The 1953 Coronation Honours in Ceylon, celebrating the coronation of Elizabeth II, Queen of Ceylon, were appointments made by the Queen on the advice of the Ceylon government to various orders and honours to reward and highlight good works by Ceylonese. The honours were announced on 1 June 1953.

The recipients of honours are displayed here as they were styled before their new honour.

== Knight Bachelor ==
- The Honourable Mr. Nicholas Attygalle, F.R.C.S., L.R.C.P., President Of The Senate. For Services To Medicine.
- Senapathige Theobald Philip Rodrigo, Esq., O.B.E., Senator. For Social Services In Colombo North.

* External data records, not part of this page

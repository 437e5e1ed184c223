//! Worktree polling and change publication
//!
//! The watcher runs on its own thread at a fixed cadence. Each poll either
//! publishes a [`WatcherState::Waiting`] (repository mid-merge/mid-rebase)
//! or assembles a [`ChangeSet`] and publishes it when it differs from the
//! last published one. Publication goes into a single-slot cell with
//! latest-wins semantics; the scanner reads the most recent state at its
//! own pace and stale intermediate sets are coalesced away.

use std::collections::{BTreeMap, BTreeSet};
use std::path::PathBuf;
use std::sync::atomic::{AtomicBool, Ordering};
use std::sync::{Arc, Mutex};
use std::thread::JoinHandle;
use std::time::Duration;

use crossbeam_channel::{after, select, tick};

use crate::config::CheckGroup;
use crate::filter::FileFilter;
use crate::git::Repository;

pub const DEFAULT_POLL_INTERVAL: Duration = Duration::from_secs(30);

/// Uncommitted, non-excluded worktree state at one poll.
///
/// `files` maps repo-relative paths to content hashes; `deleted` are paths
/// present in HEAD or the index but gone from the worktree. Identity is the
/// hash map, so a `touch` without a content change publishes nothing.
#[derive(Debug, Clone, Default, PartialEq, Eq)]
pub struct ChangeSet {
    pub files: BTreeMap<PathBuf, String>,
    pub deleted: BTreeSet<PathBuf>,
}

impl ChangeSet {
    pub fn is_empty(&self) -> bool {
        self.files.is_empty() && self.deleted.is_empty()
    }

    /// Added / removed / modified-by-content relative to `older`.
    pub fn delta(&self, older: &ChangeSet) -> ChangeDelta {
        let mut delta = ChangeDelta::default();
        for (path, hash) in &self.files {
            match older.files.get(path) {
                None => delta.added.push(path.clone()),
                Some(old_hash) if old_hash != hash => delta.modified.push(path.clone()),
                Some(_) => {}
            }
        }
        for path in older.files.keys() {
            if !self.files.contains_key(path) {
                delta.removed.push(path.clone());
            }
        }
        for path in &self.deleted {
            if !older.deleted.contains(path) && !delta.removed.contains(path) {
                delta.removed.push(path.clone());
            }
        }
        delta
    }
}

#[derive(Debug, Clone, Default, PartialEq, Eq)]
pub struct ChangeDelta {
    pub added: Vec<PathBuf>,
    pub removed: Vec<PathBuf>,
    pub modified: Vec<PathBuf>,
}

impl ChangeDelta {
    pub fn is_empty(&self) -> bool {
        self.added.is_empty() && self.removed.is_empty() && self.modified.is_empty()
    }
}

/// What the watcher last published.
#[derive(Debug, Clone, PartialEq, Eq)]
pub enum WatcherState {
    /// Repository is mid-merge or mid-rebase; no ChangeSet is valid.
    Waiting,
    Ready(ChangeSet),
}

/// Single-slot, latest-wins publication cell.
///
/// The watcher overwrites the slot; the scanner polls it. The generation
/// counter lets the scanner sleep until something new lands without ever
/// blocking the watcher.
#[derive(Debug, Default)]
pub struct ChangeCell {
    inner: Mutex<CellInner>,
}

#[derive(Debug, Default)]
struct CellInner {
    state: Option<WatcherState>,
    generation: u64,
}

impl ChangeCell {
    pub fn new() -> Arc<Self> {
        Arc::new(ChangeCell::default())
    }

    pub fn publish(&self, state: WatcherState) {
        let mut inner = self.inner.lock().unwrap_or_else(|e| e.into_inner());
        inner.state = Some(state);
        inner.generation += 1;
    }

    /// Current generation and state. Generation 0 means nothing published.
    pub fn current(&self) -> (u64, Option<WatcherState>) {
        let inner = self.inner.lock().unwrap_or_else(|e| e.into_inner());
        (inner.generation, inner.state.clone())
    }

    pub fn generation(&self) -> u64 {
        self.inner
            .lock()
            .unwrap_or_else(|e| e.into_inner())
            .generation
    }
}

pub struct GitWatcher {
    repo: Repository,
    groups: Vec<CheckGroup>,
    base_commit: Option<String>,
    cell: Arc<ChangeCell>,
    shutdown: Arc<AtomicBool>,
    interval: Duration,
}

impl GitWatcher {
    pub fn new(
        repo: Repository,
        groups: Vec<CheckGroup>,
        base_commit: Option<String>,
        cell: Arc<ChangeCell>,
        shutdown: Arc<AtomicBool>,
        interval: Duration,
    ) -> Self {
        GitWatcher {
            repo,
            groups,
            base_commit,
            cell,
            shutdown,
            interval,
        }
    }

    /// Run the poll loop on a dedicated thread until shutdown.
    pub fn spawn(self) -> JoinHandle<()> {
        std::thread::Builder::new()
            .name("git-watcher".into())
            .spawn(move || self.run())
            .expect("failed to spawn watcher thread")
    }

    fn run(self) {
        let mut last_published: Option<ChangeSet> = None;

        // First emission is unconditional, even when empty, so the scanner
        // can enter idle instead of waiting a full interval.
        self.poll(&mut last_published, true);

        let ticker = tick(self.interval);
        loop {
            select! {
                recv(ticker) -> _ => {}
                // Re-check shutdown at a finer grain than the poll cadence.
                recv(after(Duration::from_millis(500))) -> _ => {
                    if self.shutdown.load(Ordering::Relaxed) {
                        return;
                    }
                    continue;
                }
            }
            if self.shutdown.load(Ordering::Relaxed) {
                return;
            }
            self.poll(&mut last_published, false);
        }
    }

    fn poll(&self, last_published: &mut Option<ChangeSet>, force: bool) {
        if self.repo.in_conflicted_operation() {
            log::info!("repository is mid-merge/mid-rebase; waiting");
            self.cell.publish(WatcherState::Waiting);
            // A Waiting publication invalidates the comparison base: once
            // the operation finishes, the next set must be re-published.
            *last_published = None;
            return;
        }

        let changeset = match self.assemble() {
            Ok(set) => set,
            Err(e) => {
                log::warn!("change detection failed, will retry: {e:#}");
                return;
            }
        };

        let mut should_publish = force;
        match last_published.as_ref() {
            None => should_publish = true,
            Some(previous) => {
                let delta = changeset.delta(previous);
                if !delta.is_empty() {
                    log::info!(
                        "worktree changed: {} added, {} removed, {} modified",
                        delta.added.len(),
                        delta.removed.len(),
                        delta.modified.len()
                    );
                    should_publish = true;
                }
            }
        }

        if should_publish {
            *last_published = Some(changeset.clone());
            self.cell.publish(WatcherState::Ready(changeset));
        }
    }

    /// One ChangeSet: uncommitted paths, filtered, content-hashed.
    fn assemble(&self) -> anyhow::Result<ChangeSet> {
        let changed = self.repo.changed_paths(self.base_commit.as_deref())?;

        let candidates: Vec<PathBuf> = changed.present.iter().cloned().collect();
        let filter = FileFilter::build(&self.repo, &self.groups, &candidates);

        let mut set = ChangeSet::default();
        for path in changed.present {
            if !filter.included(&path) {
                continue;
            }
            // A file can vanish between `git status` and the hash read;
            // that poll simply sees it as deleted.
            match self.repo.file_hash(&path) {
                Some(hash) => {
                    set.files.insert(path, hash);
                }
                None => {
                    set.deleted.insert(path);
                }
            }
        }
        for path in changed.deleted {
            if filter.included(&path) {
                set.deleted.insert(path);
            }
        }
        Ok(set)
    }
}
//! Command-line surface

use std::path::PathBuf;

use clap::Parser;

/// Continuously re-audit a Git working tree with a local LLM.
///
/// The scanner watches the target directory for uncommitted changes,
/// runs the configured check prompts against modified files, and keeps
/// `code_scanner_results.md` up to date with open and resolved issues.
#[derive(Debug, Parser)]
#[command(name = "code-scanner", version, about, max_term_width = 100)]
pub struct Cli {
    /// Target directory (must be inside a Git working tree)
    pub directory: PathBuf,

    /// Path to the configuration file
    ///
    /// Defaults to `config.toml` next to the installed binary.
    #[arg(long, value_name = "PATH")]
    pub config: Option<PathBuf>,

    /// Scan relative to this base commit instead of HEAD
    ///
    /// Untracked files are still included.
    #[arg(long, value_name = "HASH")]
    pub commit: Option<String>,

    /// Enable debug logging (RUST_LOG overrides this)
    #[arg(short, long)]
    pub verbose: bool,
}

== Order of the British Empire ==
===Knight Commander (KBE)===
- Civil division
- Sir Ukwatte Acharige Jayasundera, C.B.E., Q.C., Senator And Advocate.

===Commander (CBE)===
- Civil division
- Philip James Hudson, Esq., O.B.E., M.C., Government Agent, Northern Province, Jaffna.
- Justin Kotalawela, Esq., Senator. For Services To Commerce.
- Tellipalai Chinnappah Rajaratnam, Esq., O.B.E., J.P., Proctor. For Services To The Co-Operative Movement.

===Officer (OBE)===
- Civil Division
- Thomas Amarasuriya, Esq. For Services To The Plantation Industries.
- Ralph St. Louis Pieris Deraniyagala, Esq., M.B.E., Clerk Of The House Of Representatives.
- Hugh Norman Gregory Fernando, Esq., Legal Draftsman.
- Kathiravale Kanagasundram, Esq., chairman, Gal Oya Development Board.
- Ahamado Casim Mohammado, Esq., M.B.E., J.P., Proctor And Notary.
- Wilfred Henry Moore, Esq., Excise Commissioner.
- Devar Surya Sena. For Services To Music.
- Eric Watson Whitelaw, Esq. For Services To The Rubber Industry.

===Member (MBE)===
- Civil Division
- Stanley Harold Abeyesekere, Esq., Proctor. For Public Services In Uva Province.
- Franklin Alexander Clarence De Silva, Esq., School Works Engineer, Department Of Education.
- Santiago Wilson Osmund De Silva, Esq., Deputy Inspector-General Of Police.
- Thimbripolage Alfred Fernando, Esq. For Charitable Services.
- Samuel Peter Foenander, Esq., Lately Sports Journalist.
- Lionel Lillinton Fonseka, Esq., Proctor. For Services To Tennis.
- William Gopallawa, Esq., Municipal Commissioner, Colombo Municipal Council.
- Nellie, Mrs. Gunasekera. For Social Services.
- Thomas David Jayasuriya, Esq., deputy director, Department Of Education.
- Hilda Westbrook, Mrs. Kularatne, Principal, Girls' Senior School, Bandarawela.
- Davison Arthur Peiris, Esq., Chief Construction Engineer, Ceylon University Scheme, Public Works Department.
- Lieutenant Colonel Sabdharatnajyoti Saravanamuttu. For Services To Cricket.
- Victor Joseph Thompson, Esq., Colonel, Salvation Army.
- Martin Wickramasinghe, Esq., Journalist and Author.
- Victor Lloyd Wirasinha, Esq., Commissioner for the Registration Of Indian And Pakistani Residents, And Commissioner of Parliamentary Elections.

- Military division
- Warrant Officer Class II Manual Arumanayagam, Ceylon Light Infantry
- Major Fulham Sebastian Victor Wright, Ceylon Engineers

==Companion of the Imperial Service Order (ISO)==
- Ceylon Civil Service
- Kandayah Chellappah Selvadurai, Esq., Deputy Commissioner Of Motor Traffic and Registrar Of Motor Vehicles.
- Warusahennedige Abraham Soysa Wjjeratne, Esq., Assistant To The Government Agent, Western Province.